● **Entries taken from a collection**:

//! Detector facade and its builder.
//!
//! Wires validator → gravity tracker (idle only) → state machine, and turns a
//! `Detection` into a `FallEvent` stamped with the device id.

use std::sync::Arc;

use fallwatch_traits::clock::{Clock, MonotonicClock};
use fallwatch_traits::{FallEvent, Sample};

use crate::config::Thresholds;
use crate::error::BuildError;
use crate::gravity::GravityTracker;
use crate::machine::{FallState, FallStateMachine};
use crate::validator::{DEFAULT_MIN_ACCEL_SUM, SampleValidator};

/// Result of feeding one sample to the detector.
#[derive(Debug, Clone, PartialEq)]
pub enum SampleStatus {
    /// Dropped by the validator; detector state untouched.
    Rejected,
    /// Consumed; no event this tick.
    Accepted,
    /// Consumed and an episode ended in a confirmed fall.
    Fall(FallEvent),
}

impl SampleStatus {
    pub fn into_event(self) -> Option<FallEvent> {
        match self {
            SampleStatus::Fall(ev) => Some(ev),
            _ => None,
        }
    }
}

pub struct FallDetector {
    device_id: String,
    validator: SampleValidator,
    gravity: GravityTracker,
    machine: FallStateMachine,
    clock: Arc<dyn Clock + Send + Sync>,
}

impl core::fmt::Debug for FallDetector {
    fn fmt(&self, f: &mut core::fmt::Formatter<'_>) -> core::fmt::Result {
        f.debug_struct("FallDetector")
            .field("device_id", &self.device_id)
            .field("state", &self.machine.state())
            .field("gravity", self.gravity.estimate())
            .field("rejected", &self.validator.rejected())
            .finish()
    }
}

impl FallDetector {
    pub fn builder() -> DetectorBuilder {
        DetectorBuilder::default()
    }

    /// Run one sample through the pipeline.
    pub fn process(&mut self, sample: &Sample) -> SampleStatus {
        if !self.validator.accept(sample) {
            return SampleStatus::Rejected;
        }
        if self.machine.state() == FallState::Idle {
            self.gravity.update(sample);
        }
        match self.machine.process(sample, &self.gravity) {
            Some(d) => SampleStatus::Fall(FallEvent {
                device_id: self.device_id.clone(),
                timestamp: self.clock.wall(),
                severe: d.severe,
            }),
            None => SampleStatus::Accepted,
        }
    }

    /// Drop any in-progress episode (after a sensor error).
    pub fn reset(&mut self) {
        self.machine.reset();
    }

    pub fn state(&self) -> FallState {
        self.machine.state()
    }

    pub fn machine(&self) -> &FallStateMachine {
        &self.machine
    }

    pub fn gravity(&self) -> &GravityTracker {
        &self.gravity
    }

    pub fn rejected_samples(&self) -> u64 {
        self.validator.rejected()
    }

    pub fn device_id(&self) -> &str {
        &self.device_id
    }
}

#[derive(Default)]
pub struct DetectorBuilder {
    device_id: Option<String>,
    thresholds: Option<Thresholds>,
    sample_rate_hz: Option<u32>,
    min_valid_accel_sum: Option<f32>,
    clock: Option<Arc<dyn Clock + Send + Sync>>,
}

impl DetectorBuilder {
    pub fn with_device_id(mut self, id: impl Into<String>) -> Self {
        self.device_id = Some(id.into());
        self
    }

    pub fn with_thresholds(mut self, thresholds: Thresholds) -> Self {
        self.thresholds = Some(thresholds);
        self
    }

    pub fn with_sample_rate_hz(mut self, hz: u32) -> Self {
        self.sample_rate_hz = Some(hz);
        self
    }

    pub fn with_min_valid_accel_sum(mut self, g: f32) -> Self {
        self.min_valid_accel_sum = Some(g);
        self
    }

    /// Clock used to stamp events with wall time.
    pub fn with_clock(mut self, clock: impl Clock + Send + Sync + 'static) -> Self {
        self.clock = Some(Arc::new(clock));
        self
    }

    pub fn build(self) -> Result<FallDetector, BuildError> {
        let device_id = self
            .device_id
            .filter(|id| !id.trim().is_empty())
            .ok_or(BuildError::MissingDeviceId)?;
        let thresholds = self.thresholds.unwrap_or_default();
        thresholds.validate()?;
        let hz = self.sample_rate_hz.unwrap_or(100);
        if hz == 0 {
            return Err(BuildError::InvalidConfig("sample_rate_hz must be > 0"));
        }
        let min_sum = self.min_valid_accel_sum.unwrap_or(DEFAULT_MIN_ACCEL_SUM);
        if !(min_sum.is_finite() && min_sum >= 0.0) {
            return Err(BuildError::InvalidConfig("min_valid_accel_sum must be >= 0"));
        }

        tracing::info!(
            device_id = %device_id,
            freefall_g = thresholds.freefall_g,
            impact_g = thresholds.impact_g,
            impact_gyro_dps = thresholds.impact_gyro_dps,
            inactivity_ms = thresholds.inactivity_period.as_millis() as u64,
            posture_g = thresholds.posture_change_g,
            "fall detector configured"
        );

        Ok(FallDetector {
            device_id,
            validator: SampleValidator::new(min_sum),
            gravity: GravityTracker::new(thresholds.gravity_alpha, thresholds.gravity_min_samples),
            machine: FallStateMachine::new(thresholds, hz),
            clock: self
                .clock
                .unwrap_or_else(|| Arc::new(MonotonicClock::new())),
        })
    }
}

● **Task objective**: Going through the data above, state how many lines include the word "BuildError"; only that number is needed.

● **Output of the task**: 5